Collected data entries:
• • •
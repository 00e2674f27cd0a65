//! Admin API server.

use crate::admin_api::router::route_request;
use crate::coordinator::Coordinator;
use hyper::server::conn::http1;
use hyper::service::service_fn;
use hyper_util::rt::TokioIo;
use std::net::SocketAddr;
use std::sync::Arc;
use tokio::net::TcpListener;
use tracing::{debug, info};

/// Admin API server for the mock service host
pub struct AdminApiServer {
    listener: TcpListener,
    addr: SocketAddr,
    coordinator: Arc<Coordinator>,
}

impl AdminApiServer {
    /// Bind the admin listener; port 0 picks a free port
    pub async fn bind(
        host: &str,
        port: u16,
        coordinator: Arc<Coordinator>,
    ) -> Result<Self, anyhow::Error> {
        let listener = TcpListener::bind((host, port))
            .await
            .map_err(|e| anyhow::anyhow!("Failed to bind admin API on {host}:{port}: {e}"))?;
        let addr = listener.local_addr()?;
        Ok(Self {
            listener,
            addr,
            coordinator,
        })
    }

    pub fn local_addr(&self) -> SocketAddr {
        self.addr
    }

    /// Run the admin API server
    pub async fn run(self) -> Result<(), anyhow::Error> {
        info!("Admin API listening on http://{}", self.addr);

        loop {
            let (stream, _) = self.listener.accept().await?;
            let io = TokioIo::new(stream);
            let coordinator = Arc::clone(&self.coordinator);

            tokio::spawn(async move {
                let service = service_fn(move |req| {
                    let coordinator = Arc::clone(&coordinator);
                    async move { route_request(req, coordinator).await }
                });

                if let Err(e) = http1::Builder::new().serve_connection(io, service).await {
                    debug!("Admin API connection error: {}", e);
                }
            });
        }
    }
}
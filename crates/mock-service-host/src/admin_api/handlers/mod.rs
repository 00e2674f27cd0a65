pub mod resources;
pub mod system;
• • •
▶ **AIM OF THE TASK**:
All the records are to be transcribed exactly, with no line missing.

▶ **ANSWER SPACE**:
repository 00e2674f27cd0a65
//! Admin API server.

use crate::admin_api::router::route_request;
use crate::coordinator::Coordinator;
use hyper::server::conn::http1;
use hyper::service::service_fn;
use hyper_util::rt::TokioIo;
use std::net::SocketAddr;
use std::sync::Arc;
use tokio::net::TcpListener;
use tracing::{debug, info};

/// Admin API server for the mock service host
pub struct AdminApiServer {
    listener: TcpListener,
    addr: SocketAddr,
    coordinator: Arc<Coordinator>,
}

impl AdminApiServer {
    /// Bind the admin listener; port 0 picks a free port
    pub async fn bind(
        host: &str,
        port: u16,
        coordinator: Arc<Coordinator>,
    ) -> Result<Self, anyhow::Error> {
        let listener = TcpListener::bind((host, port))
            .await
            .map_err(|e| anyhow::anyhow!("Failed to bind admin API on {host}:{port}: {e}"))?;
        let addr = listener.local_addr()?;
        Ok(Self {
            listener,
            addr,
            coordinator,
        })
    }

    pub fn local_addr(&self) -> SocketAddr {
        self.addr
    }

    /// Run the admin API server
    pub async fn run(self) -> Result<(), anyhow::Error> {
        info!("Admin API listening on http://{}", self.addr);

        loop {
            let (stream, _) = self.listener.accept().await?;
            let io = TokioIo::new(stream);
            let coordinator = Arc::clone(&self.coordinator);

            tokio::spawn(async move {
                let service = service_fn(move |req| {
                    let coordinator = Arc::clone(&coordinator);
                    async move { route_request(req, coordinator).await }
                });

                if let Err(e) = http1::Builder::new().serve_connection(io, service).await {
                    debug!("Admin API connection error: {}", e);
                }
            });
        }
    }
}
filename crates/mock-service-host/src/admin_api/handlers/mod.rs
repository 00e2674f27cd0a65
pub mod resources;
pub mod system;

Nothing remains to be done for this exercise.